#### GIVEN ENTRIES
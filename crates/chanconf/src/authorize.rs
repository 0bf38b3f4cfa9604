//! Checking an update against the policies it needs.

use crate::config_tx::ConfigTx;
use crate::error::Result;
use chanconf_policy::{required_policies, Evaluator, PolicyPath, SignatureSatisfier};
use chanconf_tree::{Config, ConfigUpdate};
use tracing::{debug, warn};

/// Outcome of evaluating an update's required policies.
#[derive(Debug, Clone, PartialEq, Eq)]
pub struct Authorization {
    /// Every policy the update needs, sorted.
    pub required: Vec<PolicyPath>,
    /// The subset that the supplied signatures do not satisfy.
    pub unsatisfied: Vec<PolicyPath>,
}

impl Authorization {
    pub fn is_authorized(&self) -> bool {
        self.unsatisfied.is_empty()
    }
}

/// Evaluate the policies `update` needs against `base`, deciding leaf
/// signature policies with `satisfier`.
pub fn authorize_update<S: SignatureSatisfier>(
    base: &Config,
    update: &ConfigUpdate,
    satisfier: S,
) -> Result<Authorization> {
    let required = required_policies(&base.channel_group, update)?;
    let evaluator = Evaluator::new(&base.channel_group, satisfier);
    let unsatisfied: Vec<PolicyPath> = evaluator
        .unsatisfied(&required)?
        .into_iter()
        .cloned()
        .collect();

    if unsatisfied.is_empty() {
        debug!(channel = %update.channel_id, required = required.len(), "update authorized");
    } else {
        warn!(
            channel = %update.channel_id,
            unsatisfied = unsatisfied.len(),
            first = %unsatisfied[0],
            "update not authorized"
        );
    }
    Ok(Authorization {
        required,
        unsatisfied,
    })
}

impl ConfigTx {
    /// Absolute paths of every policy the session's update needs.
    pub fn required_policies(&self, channel_id: &str) -> Result<Vec<PolicyPath>> {
        let update = self.compute_update(channel_id)?;
        Ok(required_policies(&self.original().channel_group, &update)?)
    }

    /// Evaluate the session's update against the original config.
    pub fn authorize<S: SignatureSatisfier>(
        &self,
        channel_id: &str,
        satisfier: S,
    ) -> Result<Authorization> {
        let update = self.compute_update(channel_id)?;
        authorize_update(self.original(), &update, satisfier)
    }
}
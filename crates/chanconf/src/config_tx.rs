//! Edit sessions over a committed config.

use crate::error::{Error, Result};
use crate::organization::optional_payload;
use chanconf_tree::payload::Capabilities;
use chanconf_tree::schema::{ADMINS_POLICY_KEY, CAPABILITIES_KEY};
use chanconf_tree::{Config, ConfigGroup, ConfigPolicy, ConfigUpdate, Policy, Scope, ValuePayload};
use chanconf_update::{group_path, stamp_versions, Differ, EntryKind, EntryPath, Replacements};
use std::collections::{BTreeMap, BTreeSet};
use tracing::{debug, info};

/// An edit session: the committed base config plus a working copy.
///
/// Every edit either applies fully or leaves the session as it was. After
/// each edit the working copy is restamped, so [`ConfigTx::updated`] always
/// shows the versions the computed update would commit.
#[derive(Debug, Clone)]
pub struct ConfigTx {
    base: Config,
    session: Session,
}

#[derive(Debug, Clone)]
struct Session {
    working: Config,
    /// Base entries removed in this session.
    removed: BTreeSet<EntryPath>,
    /// Base entries removed and added again.
    replaced: Replacements,
}

/// Mutable view of a session during one edit.
pub(crate) struct Edit<'a> {
    base: &'a ConfigGroup,
    session: &'a mut Session,
}

impl ConfigTx {
    pub fn new(base: Config) -> Self {
        let session = Session {
            working: base.clone(),
            removed: BTreeSet::new(),
            replaced: Replacements::new(),
        };
        Self { base, session }
    }

    /// The committed config the session started from.
    pub fn original(&self) -> &Config {
        &self.base
    }

    /// The working config with every edit so far.
    pub fn updated(&self) -> &Config {
        &self.session.working
    }

    /// The minimal update taking the original config to the working one.
    ///
    /// Fails with [`Error::ChannelMismatch`] when the original config names
    /// a different channel. An original without a channel id accepts any.
    pub fn compute_update(&self, channel_id: &str) -> Result<ConfigUpdate> {
        if !self.base.channel_id.is_empty() && self.base.channel_id != channel_id {
            return Err(Error::ChannelMismatch {
                base: self.base.channel_id.clone(),
                updated: channel_id.to_string(),
            });
        }

        let (read_set, write_set) = Differ::with_replacements(&self.session.replaced)
            .diff_groups(&self.base.channel_group, &self.session.working.channel_group);
        let update = ConfigUpdate {
            channel_id: channel_id.to_string(),
            read_set,
            write_set,
            isolated_data: BTreeMap::new(),
        };

        info!(
            channel = %channel_id,
            replaced = self.session.replaced.len(),
            empty = update.is_empty(),
            "computed config update"
        );
        Ok(update)
    }

    /// Run `f` against a copy of the session and commit it only on success.
    pub(crate) fn edit<T>(
        &mut self,
        what: &str,
        f: impl FnOnce(&mut Edit<'_>) -> Result<T>,
    ) -> Result<T> {
        let mut session = self.session.clone();
        let result = f(&mut Edit {
            base: &self.base.channel_group,
            session: &mut session,
        });

        match result {
            Ok(out) => {
                stamp_versions(
                    &self.base.channel_group,
                    &mut session.working.channel_group,
                    &session.replaced,
                );
                self.session = session;
                debug!(edit = what, "applied config edit");
                Ok(out)
            }
            Err(err) => {
                debug!(edit = what, error = %err, "config edit rejected");
                Err(err)
            }
        }
    }

    /// Group at `path` in the working config.
    pub(crate) fn group(&self, path: &[&str]) -> Result<&ConfigGroup> {
        Ok(self.session.working.channel_group.descend(path)?)
    }

    pub(crate) fn policies_at(&self, path: &[&str]) -> Result<BTreeMap<String, Policy>> {
        Ok(self.group(path)?.policy_bodies())
    }

    /// Capabilities at `path`; none when the value is absent.
    pub(crate) fn capabilities_at(&self, path: &[&str]) -> Result<Vec<String>> {
        let group = self.group(path)?;
        match optional_payload(group, scope_of(path)?, CAPABILITIES_KEY)? {
            Some(payload) => Ok(payload
                .into_capabilities()?
                .capabilities
                .into_keys()
                .collect()),
            None => Ok(Vec::new()),
        }
    }
}

pub(crate) fn scope_of(path: &[&str]) -> Result<Scope> {
    Scope::of(path)
        .ok_or_else(|| Error::Validation(format!("{} is outside the channel hierarchy", group_path(path))))
}

impl Edit<'_> {
    pub(crate) fn group(&self, path: &[&str]) -> Result<&ConfigGroup> {
        Ok(self.session.working.channel_group.descend(path)?)
    }

    pub(crate) fn group_mut(&mut self, path: &[&str]) -> Result<&mut ConfigGroup> {
        Ok(self.session.working.channel_group.descend_mut(path)?)
    }

    pub(crate) fn add_group(&mut self, parent: &[&str], name: &str, group: ConfigGroup) -> Result<()> {
        self.group_mut(parent)?.insert_group(name, group)?;
        self.added(EntryPath::group(parent, name));
        Ok(())
    }

    pub(crate) fn remove_group(&mut self, parent: &[&str], name: &str) -> Result<()> {
        self.group_mut(parent)?.remove_group(name)?;

        let mut inside = parent.to_vec();
        inside.push(name);
        self.session.removed.retain(|entry| !entry.is_under(inside.as_slice()));
        self.session.replaced.retain(|entry| !entry.is_under(inside.as_slice()));
        self.removed(EntryPath::group(parent, name));
        Ok(())
    }

    pub(crate) fn add_policy(
        &mut self,
        path: &[&str],
        mod_policy: &str,
        name: &str,
        policy: Policy,
    ) -> Result<()> {
        self.group_mut(path)?
            .insert_policy(name, ConfigPolicy::new(mod_policy, policy))?;
        self.added(EntryPath::policy(path, name));
        Ok(())
    }

    pub(crate) fn remove_policy(&mut self, path: &[&str], name: &str) -> Result<()> {
        self.group_mut(path)?.remove_policy(name)?;
        self.removed(EntryPath::policy(path, name));
        Ok(())
    }

    /// Decoded payload at `key`, or `None` when absent or a placeholder.
    pub(crate) fn payload(&self, path: &[&str], key: &str) -> Result<Option<ValuePayload>> {
        optional_payload(self.group(path)?, scope_of(path)?, key)
    }

    /// Write a payload, keeping the value's mod policy when it exists and
    /// using `default_mod_policy` when it is new.
    pub(crate) fn put_payload(
        &mut self,
        path: &[&str],
        key: &str,
        payload: &ValuePayload,
        default_mod_policy: &str,
    ) -> Result<()> {
        let scope = scope_of(path)?;
        let group = self.group_mut(path)?;
        let existing = group.values.get(key).map(|v| v.mod_policy.clone());
        let mod_policy = existing.as_deref().unwrap_or(default_mod_policy);
        group.set_payload(scope, key, payload, mod_policy)?;

        if existing.is_none() {
            self.added(EntryPath::value(path, key));
        }
        Ok(())
    }

    pub(crate) fn remove_value(&mut self, path: &[&str], key: &str) -> Result<()> {
        self.group_mut(path)?.remove_value(key)?;
        self.removed(EntryPath::value(path, key));
        Ok(())
    }

    pub(crate) fn add_capability(&mut self, path: &[&str], capability: &str) -> Result<()> {
        let mut capabilities = self.capabilities(path)?;
        if capabilities.capabilities.contains_key(capability) {
            return Err(Error::already_exists("capability", capability));
        }
        capabilities
            .capabilities
            .insert(capability.to_string(), Default::default());
        self.put_payload(
            path,
            CAPABILITIES_KEY,
            &ValuePayload::Capabilities(capabilities),
            ADMINS_POLICY_KEY,
        )
    }

    pub(crate) fn remove_capability(&mut self, path: &[&str], capability: &str) -> Result<()> {
        let mut capabilities = self.capabilities(path)?;
        if capabilities.capabilities.remove(capability).is_none() {
            return Err(Error::not_found("capability", capability));
        }
        self.put_payload(
            path,
            CAPABILITIES_KEY,
            &ValuePayload::Capabilities(capabilities),
            ADMINS_POLICY_KEY,
        )
    }

    fn capabilities(&self, path: &[&str]) -> Result<Capabilities> {
        match self.payload(path, CAPABILITIES_KEY)? {
            Some(payload) => Ok(payload.into_capabilities()?),
            None => Ok(Capabilities::default()),
        }
    }

    /// Record an addition; a base entry removed earlier becomes a
    /// replacement.
    fn added(&mut self, entry: EntryPath) {
        if self.session.removed.remove(&entry) {
            debug!(%entry, "re-added removed entry");
            self.session.replaced.insert(entry);
        }
    }

    fn removed(&mut self, entry: EntryPath) {
        if self.base_has(&entry) {
            self.session.replaced.remove(&entry);
            self.session.removed.insert(entry);
        }
    }

    fn base_has(&self, entry: &EntryPath) -> bool {
        self.base.descend(entry.group.as_slice()).is_ok_and(|group| match entry.kind {
            EntryKind::Group => group.groups.contains_key(&entry.name),
            EntryKind::Value => group.values.contains_key(&entry.name),
            EntryKind::Policy => group.policies.contains_key(&entry.name),
        })
    }
}
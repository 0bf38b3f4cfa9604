//! Restamp a working tree with the versions its diff would commit.

use crate::leaf::Leaf;
use crate::path::{is_replaced, replaced_under, EntryKind, Replacements};
use chanconf_tree::ConfigGroup;
use std::collections::BTreeMap;
use std::sync::Arc;

/// Set every version in `working` to the version it will have once the
/// update computed against `base` is committed.
///
/// Unchanged entries keep the base version, changed leaves get base + 1,
/// added or replaced subtrees get 0, and groups get base + 1 only when
/// their own entry changed. Subtrees still shared with `base` are skipped.
pub fn stamp_versions(base: &ConfigGroup, working: &mut ConfigGroup, replaced: &Replacements) {
    stamp_group(&mut Vec::new(), base, working, replaced);
}

fn stamp_group(
    path: &mut Vec<String>,
    base: &ConfigGroup,
    working: &mut ConfigGroup,
    replaced: &Replacements,
) {
    let mut members_changed = !base.groups.keys().eq(working.groups.keys());
    members_changed |= stamp_leaves(path, &base.values, &mut working.values, replaced);
    members_changed |= stamp_leaves(path, &base.policies, &mut working.policies, replaced);

    for (name, child) in working.groups.iter_mut() {
        match base.groups.get(name) {
            Some(_) if is_replaced(replaced, path, EntryKind::Group, name) => {
                members_changed = true;
                Arc::make_mut(child).zero_versions();
            }
            Some(original) => {
                if Arc::ptr_eq(original, child) && !replaced_under(replaced, path, name) {
                    continue;
                }
                path.push(name.clone());
                stamp_group(path, original, Arc::make_mut(child), replaced);
                path.pop();
            }
            None => Arc::make_mut(child).zero_versions(),
        }
    }

    let own_change = members_changed || base.mod_policy != working.mod_policy;
    working.version = base.version + u64::from(own_change);
}

/// Stamp one leaf map; returns whether its membership changed.
fn stamp_leaves<L: Leaf>(
    path: &[String],
    base: &BTreeMap<String, L>,
    working: &mut BTreeMap<String, L>,
    replaced: &Replacements,
) -> bool {
    let mut members_changed = !base.keys().eq(working.keys());

    for (key, leaf) in working.iter_mut() {
        let version = match base.get(key) {
            Some(_) if is_replaced(replaced, path, L::KIND, key) => {
                members_changed = true;
                0
            }
            Some(original) if original.same_content(leaf) => original.version(),
            Some(original) => original.version() + 1,
            None => 0,
        };
        leaf.set_version(version);
    }

    members_changed
}
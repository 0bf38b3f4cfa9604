//! Signer settings.

use tracing::warn;

/// Nonce length used when none is configured.
pub const DEFAULT_NONCE_SIZE: usize = 24;

/// Largest nonce length accepted from the environment.
pub const MAX_NONCE_SIZE: usize = 1024;

/// Envelope epoch used when none is configured.
pub const DEFAULT_EPOCH: u64 = 0;

/// Settings shared by every signature and envelope a signer produces.
#[derive(Debug, Clone, PartialEq, Eq)]
pub struct SignerConfig {
    /// Length of the random nonce in each signature header
    pub nonce_size: usize,

    /// Epoch written into channel headers
    pub epoch: u64,
}

impl Default for SignerConfig {
    fn default() -> Self {
        Self::from_env()
    }
}

impl SignerConfig {
    pub fn new(nonce_size: usize, epoch: u64) -> Self {
        Self { nonce_size, epoch }
    }

    /// Read `CHANCONF_NONCE_SIZE` and `CHANCONF_EPOCH`, falling back to the
    /// defaults when unset or unparseable.
    pub fn from_env() -> Self {
        let nonce_size = nonce_size_from(std::env::var("CHANCONF_NONCE_SIZE").ok().as_deref());

        let epoch = std::env::var("CHANCONF_EPOCH")
            .ok()
            .and_then(|s| s.trim().parse().ok())
            .unwrap_or(DEFAULT_EPOCH);

        Self { nonce_size, epoch }
    }
}

/// Parse a configured nonce length; zero or anything above
/// [`MAX_NONCE_SIZE`] falls back to [`DEFAULT_NONCE_SIZE`].
fn nonce_size_from(raw: Option<&str>) -> usize {
    match raw.and_then(|s| s.trim().parse::<usize>().ok()) {
        Some(n) if (1..=MAX_NONCE_SIZE).contains(&n) => n,
        Some(n) => {
            warn!(nonce_size = n, max = MAX_NONCE_SIZE, "nonce size out of range; using default");
            DEFAULT_NONCE_SIZE
        }
        None => DEFAULT_NONCE_SIZE,
    }
}

#[cfg(test)]
mod tests {
    use super::*;

    #[test]
    fn explicit_values() {
        let config = SignerConfig::new(32, 7);
        assert_eq!(config.nonce_size, 32);
        assert_eq!(config.epoch, 7);
    }

    #[test]
    fn nonce_size_bounds() {
        assert_eq!(nonce_size_from(Some("32")), 32);
        assert_eq!(nonce_size_from(Some(" 1024 ")), MAX_NONCE_SIZE);
        assert_eq!(nonce_size_from(Some("1025")), DEFAULT_NONCE_SIZE);
        assert_eq!(nonce_size_from(Some("18446744073709551615")), DEFAULT_NONCE_SIZE);
        assert_eq!(nonce_size_from(Some("0")), DEFAULT_NONCE_SIZE);
        assert_eq!(nonce_size_from(Some("lots")), DEFAULT_NONCE_SIZE);
        assert_eq!(nonce_size_from(None), DEFAULT_NONCE_SIZE);
    }

    #[test]
    fn env_fallbacks() {
        // only reads the variables; tests elsewhere never set them
        let config = SignerConfig::from_env();
        if std::env::var("CHANCONF_NONCE_SIZE").is_err() {
            assert_eq!(config.nonce_size, DEFAULT_NONCE_SIZE);
        }
        if std::env::var("CHANCONF_EPOCH").is_err() {
            assert_eq!(config.epoch, DEFAULT_EPOCH);
        }
    }
}
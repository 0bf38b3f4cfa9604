//! Addresses of individual entries in a config tree.

use chanconf_tree::schema::CHANNEL_GROUP_KEY;
use std::collections::BTreeSet;
use std::fmt;

/// The three kinds of tree entry.
#[derive(Debug, Clone, Copy, PartialEq, Eq, PartialOrd, Ord, Hash)]
pub enum EntryKind {
    Group,
    Value,
    Policy,
}

/// One named entry: the group path holding it, its kind and its name.
#[derive(Debug, Clone, PartialEq, Eq, PartialOrd, Ord, Hash)]
pub struct EntryPath {
    /// Group names below the root group.
    pub group: Vec<String>,
    pub kind: EntryKind,
    pub name: String,
}

/// Entries removed and re-added within one edit session. The diff treats
/// them as fresh additions rather than modifications.
pub type Replacements = BTreeSet<EntryPath>;

impl EntryPath {
    pub fn new<S: AsRef<str>>(group: &[S], kind: EntryKind, name: impl Into<String>) -> Self {
        Self {
            group: group.iter().map(|s| s.as_ref().to_string()).collect(),
            kind,
            name: name.into(),
        }
    }

    pub fn group<S: AsRef<str>>(parent: &[S], name: impl Into<String>) -> Self {
        Self::new(parent, EntryKind::Group, name)
    }

    pub fn value<S: AsRef<str>>(group: &[S], key: impl Into<String>) -> Self {
        Self::new(group, EntryKind::Value, key)
    }

    pub fn policy<S: AsRef<str>>(group: &[S], key: impl Into<String>) -> Self {
        Self::new(group, EntryKind::Policy, key)
    }

    /// True when this entry lies strictly below the group at `prefix`.
    pub fn is_under<S: AsRef<str>>(&self, prefix: &[S]) -> bool {
        self.group.len() >= prefix.len()
            && self.group.iter().zip(prefix).all(|(a, b)| a == b.as_ref())
    }
}

impl fmt::Display for EntryPath {
    fn fmt(&self, f: &mut fmt::Formatter<'_>) -> fmt::Result {
        let kind = match self.kind {
            EntryKind::Group => "group",
            EntryKind::Value => "value",
            EntryKind::Policy => "policy",
        };
        write!(f, "{kind} {}/{}", group_path(&self.group), self.name)
    }
}

/// Absolute rendering of a group path, e.g. `/Channel/Application/Org1`.
pub fn group_path<S: AsRef<str>>(group: &[S]) -> String {
    let mut out = format!("/{CHANNEL_GROUP_KEY}");
    for name in group {
        out.push('/');
        out.push_str(name.as_ref());
    }
    out
}

pub(crate) fn is_replaced(
    replaced: &Replacements,
    group: &[String],
    kind: EntryKind,
    name: &str,
) -> bool {
    !replaced.is_empty() && replaced.contains(&EntryPath::new(group, kind, name))
}

/// Whether any replacement lies inside the child group `name` of `group`.
pub(crate) fn replaced_under(replaced: &Replacements, group: &[String], name: &str) -> bool {
    replaced.iter().any(|entry| {
        entry.group.len() > group.len()
            && entry.group[..group.len()] == *group
            && entry.group[group.len()] == name
    })
}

#### PROBLEM STATEMENT
Only a number is wanted: how many lines of the material above hold "Evaluate"?

#### TASK OUTPUT
2